Records for processing:
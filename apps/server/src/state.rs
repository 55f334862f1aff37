//! Shared application state

use std::sync::Arc;

use accounts_filter::FieldSchema;

use crate::config::Config;
use crate::db::{self, AccountStore, PostgresAccountStore};
use crate::Result;

#[derive(Clone)]
pub struct AppState {
    pub config: Arc<Config>,
    pub store: Arc<dyn AccountStore>,
    pub schema: &'static FieldSchema,
}

impl AppState {
    /// Connect to Postgres and build the state used by the server binary.
    pub async fn new(config: Config) -> Result<Self> {
        let pool = db::connect(&config.database).await?;
        let store = PostgresAccountStore::new(pool, config.filter.upsert_attempts);
        Ok(Self::with_store(config, Arc::new(store)))
    }

    pub fn with_store(config: Config, store: Arc<dyn AccountStore>) -> Self {
        Self {
            config: Arc::new(config),
            store,
            schema: FieldSchema::accounts(),
        }
    }
}
//! Account handlers
//!
//! - GET  /accounts/filter/  - filtered search
//! - POST /accounts/new/     - create an account
//! - POST /accounts/{id}/    - partial update
//! - POST /accounts/likes/   - bulk likes

use accounts_filter::{AccountInput, AccountUpdate, LikesInput, ParameterParser, QueryAssembler};
use axum::{
    body::Bytes,
    extract::{Path, Query, State},
    http::StatusCode,
    response::{IntoResponse, Json},
};
use serde::de::DeserializeOwned;
use serde_json::json;

use crate::{models::AccountsOut, state::AppState, Error, Result};

pub async fn filter_accounts(
    State(state): State<AppState>,
    Query(items): Query<Vec<(String, String)>>,
) -> Result<Json<AccountsOut>> {
    let mut parser = ParameterParser::new(state.schema);
    if let Some(max_limit) = state.config.filter.max_limit {
        parser = parser.with_max_limit(max_limit);
    }
    let filters = parser.parse_items(&items)?;
    let query = QueryAssembler::new(state.schema).assemble(&filters)?;

    let accounts = state.store.filter_accounts(&query).await?;
    tracing::debug!(
        params = filters.params.len(),
        results = accounts.len(),
        "Filter executed"
    );
    Ok(Json(AccountsOut { accounts }))
}

pub async fn create_account(State(state): State<AppState>, body: Bytes) -> Result<impl IntoResponse> {
    let account = parse_body::<AccountInput>(&body)?.validate()?;
    state.store.add_account(account).await?;
    Ok((StatusCode::CREATED, Json(json!({}))))
}

pub async fn update_account(
    State(state): State<AppState>,
    Path(id): Path<String>,
    body: Bytes,
) -> Result<impl IntoResponse> {
    // Non-numeric ids cannot name an account.
    let id: i64 = id
        .parse()
        .map_err(|_| Error::NotFound(format!("account {id}")))?;
    let update = parse_body::<AccountUpdate>(&body)?.validate(id)?;
    state.store.update_account(update).await?;
    Ok((StatusCode::ACCEPTED, Json(json!({}))))
}

pub async fn add_likes(State(state): State<AppState>, body: Bytes) -> Result<impl IntoResponse> {
    let likes = parse_body::<LikesInput>(&body)?.validate()?;
    state.store.add_likes(likes).await?;
    Ok((StatusCode::ACCEPTED, Json(json!({}))))
}

fn parse_body<T: DeserializeOwned>(body: &[u8]) -> Result<T> {
    serde_json::from_slice(body).map_err(|e| Error::BadRequest(format!("Invalid JSON body: {e}")))
}
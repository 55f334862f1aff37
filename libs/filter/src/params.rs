//! Filter parameter parsing and validation
//!
//! Handles:
//! - The mandatory `limit` and `query_id` parameters
//! - Splitting `field` / `field_operator` names and resolving them against the schema
//! - Arity checks, coercion to the declared value type and domain validation

use std::collections::{BTreeMap, BTreeSet, HashMap};

use crate::error::{Error, Result};
use crate::escape::split_list;
use crate::schema::{Field, FieldSchema, Operator, ValueType};
use crate::value::{timestamp_from_epoch, Value};

pub const LIMIT_PARAM: &str = "limit";
pub const QUERY_ID_PARAM: &str = "query_id";

const OPERATOR_SEPARATOR: char = '_';

/// A validated `(field, operator, value)` triple.
#[derive(Debug, Clone, PartialEq)]
pub struct QueryParam {
    pub field: Field,
    pub operator: Operator,
    pub value: Value,
}

/// Everything a single filter request asks for.
#[derive(Debug, Clone, Default, PartialEq)]
pub struct FilterSet {
    /// Validated parameters in parse order.
    pub params: Vec<QueryParam>,
    pub referenced_fields: BTreeSet<Field>,
    /// `0` means unlimited.
    pub limit: u32,
}

impl FilterSet {
    pub fn with_limit(limit: u32) -> Self {
        Self {
            limit,
            ..Self::default()
        }
    }

    pub fn push(&mut self, param: QueryParam) {
        self.referenced_fields.insert(param.field);
        self.params.push(param);
    }

    pub fn references(&self, field: Field) -> bool {
        self.referenced_fields.contains(&field)
    }
}

/// Turns raw request parameters into a [`FilterSet`].
#[derive(Debug, Clone, Copy)]
pub struct ParameterParser<'a> {
    schema: &'a FieldSchema,
    max_limit: Option<u32>,
}

impl<'a> ParameterParser<'a> {
    pub fn new(schema: &'a FieldSchema) -> Self {
        Self {
            schema,
            max_limit: None,
        }
    }

    pub fn with_max_limit(mut self, max_limit: u32) -> Self {
        self.max_limit = Some(max_limit);
        self
    }

    /// Parse ordered `(name, value)` pairs; repeated names are grouped.
    pub fn parse_items(&self, items: &[(String, String)]) -> Result<FilterSet> {
        let mut grouped: BTreeMap<&str, Vec<&str>> = BTreeMap::new();
        for (name, value) in items {
            grouped
                .entry(name.as_str())
                .or_default()
                .push(value.as_str());
        }
        self.parse_grouped(grouped)
    }

    pub fn parse_map(&self, params: &HashMap<String, Vec<String>>) -> Result<FilterSet> {
        let grouped = params
            .iter()
            .map(|(name, values)| {
                (
                    name.as_str(),
                    values.iter().map(String::as_str).collect::<Vec<_>>(),
                )
            })
            .collect();
        self.parse_grouped(grouped)
    }

    fn parse_grouped(&self, mut grouped: BTreeMap<&str, Vec<&str>>) -> Result<FilterSet> {
        let limit_values = grouped
            .remove(LIMIT_PARAM)
            .ok_or(Error::MissingRequiredParameter(LIMIT_PARAM))?;
        let limit = self.parse_limit(&limit_values)?;

        if grouped.remove(QUERY_ID_PARAM).is_none() {
            return Err(Error::MissingRequiredParameter(QUERY_ID_PARAM));
        }

        let mut set = FilterSet::with_limit(limit);
        for (name, values) in grouped {
            set.push(self.parse_param(name, &values)?);
        }
        Ok(set)
    }

    fn parse_limit(&self, values: &[&str]) -> Result<u32> {
        let [raw] = values else {
            return Err(Error::WrongArity(LIMIT_PARAM.to_string()));
        };
        if raw.is_empty() {
            return Err(Error::EmptyValue(LIMIT_PARAM.to_string()));
        }
        let parsed = parse_integer(LIMIT_PARAM, raw)?;
        let limit = u32::try_from(parsed)
            .map_err(|_| Error::out_of_range(LIMIT_PARAM, format!("{parsed} is not a valid limit")))?;
        match self.max_limit {
            Some(max) if limit > max => Err(Error::out_of_range(
                LIMIT_PARAM,
                format!("{limit} exceeds the maximum of {max}"),
            )),
            _ => Ok(limit),
        }
    }

    fn parse_param(&self, name: &str, values: &[&str]) -> Result<QueryParam> {
        let (field_name, operator_token) = split_parameter_name(name)?;
        let descriptor = self
            .schema
            .lookup(field_name)
            .ok_or_else(|| Error::UnknownField(field_name.to_string()))?;

        let unknown_operator = || Error::UnknownOperator {
            field: field_name.to_string(),
            operator: operator_token.unwrap_or("").to_string(),
        };
        let operator = match operator_token {
            None => Operator::Equal,
            Some(token) => Operator::from_token(token).ok_or_else(unknown_operator)?,
        };
        let value_type = descriptor
            .operators
            .get(&operator)
            .copied()
            .ok_or_else(unknown_operator)?;

        if values.is_empty() || values.iter().any(|v| v.is_empty()) {
            return Err(Error::EmptyValue(name.to_string()));
        }

        let value = coerce(name, operator, value_type, values)?;
        descriptor.constraint.check(name, operator, &value)?;

        Ok(QueryParam {
            field: descriptor.field,
            operator,
            value,
        })
    }
}

/// Split `field` or `field_operator`; any other shape is an unknown field.
fn split_parameter_name(name: &str) -> Result<(&str, Option<&str>)> {
    let mut parts = name.split(OPERATOR_SEPARATOR);
    match (parts.next(), parts.next(), parts.next()) {
        (Some(field), None, _) => Ok((field, None)),
        (Some(field), Some(operator), None) => Ok((field, Some(operator))),
        _ => Err(Error::UnknownField(name.to_string())),
    }
}

fn coerce(param: &str, operator: Operator, value_type: ValueType, values: &[&str]) -> Result<Value> {
    if operator.takes_list() != value_type.is_list() {
        return Err(Error::InternalInvariantViolation(format!(
            "operator '{operator}' declared with value type {value_type:?} for '{param}'"
        )));
    }

    if value_type.is_list() {
        let items = list_items(param, values)?;
        return Ok(match value_type {
            ValueType::IntegerList => Value::IntegerList(
                items
                    .iter()
                    .map(|item| parse_integer(param, item))
                    .collect::<Result<_>>()?,
            ),
            _ => Value::StringList(items.into_iter().map(str::to_string).collect()),
        });
    }

    let [raw] = values else {
        return Err(Error::WrongArity(param.to_string()));
    };
    Ok(match value_type {
        ValueType::String => Value::String(raw.to_string()),
        ValueType::Integer => Value::Integer(parse_integer(param, raw)?),
        ValueType::Timestamp => Value::Timestamp(parse_timestamp(param, raw)?),
        ValueType::Boolean => Value::Boolean(parse_boolean(param, raw)?),
        ValueType::StringList | ValueType::IntegerList => unreachable!("list types handled above"),
    })
}

/// Flatten repeated values and comma-joined lists, preserving input order.
fn list_items<'v>(param: &str, values: &[&'v str]) -> Result<Vec<&'v str>> {
    let mut items = Vec::new();
    for value in values {
        for item in split_list(value) {
            if item.is_empty() {
                return Err(Error::EmptyValue(param.to_string()));
            }
            items.push(item);
        }
    }
    Ok(items)
}

fn parse_integer(param: &str, raw: &str) -> Result<i64> {
    raw.parse::<i64>().map_err(|_| Error::invalid(param, raw))
}

fn parse_timestamp(param: &str, raw: &str) -> Result<chrono::DateTime<chrono::Utc>> {
    parse_integer(param, raw)
        .ok()
        .and_then(timestamp_from_epoch)
        .ok_or_else(|| Error::invalid(param, raw))
}

fn parse_boolean(param: &str, raw: &str) -> Result<bool> {
    match raw {
        "0" => Ok(false),
        "1" => Ok(true),
        _ => Err(Error::invalid(param, raw)),
    }
}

Task requirements: Which lines of the data include "BTreeSet"? Copy each of them.

Solved exercise:
use std::collections::{BTreeMap, BTreeSet, HashMap};
    pub referenced_fields: BTreeSet<Field>,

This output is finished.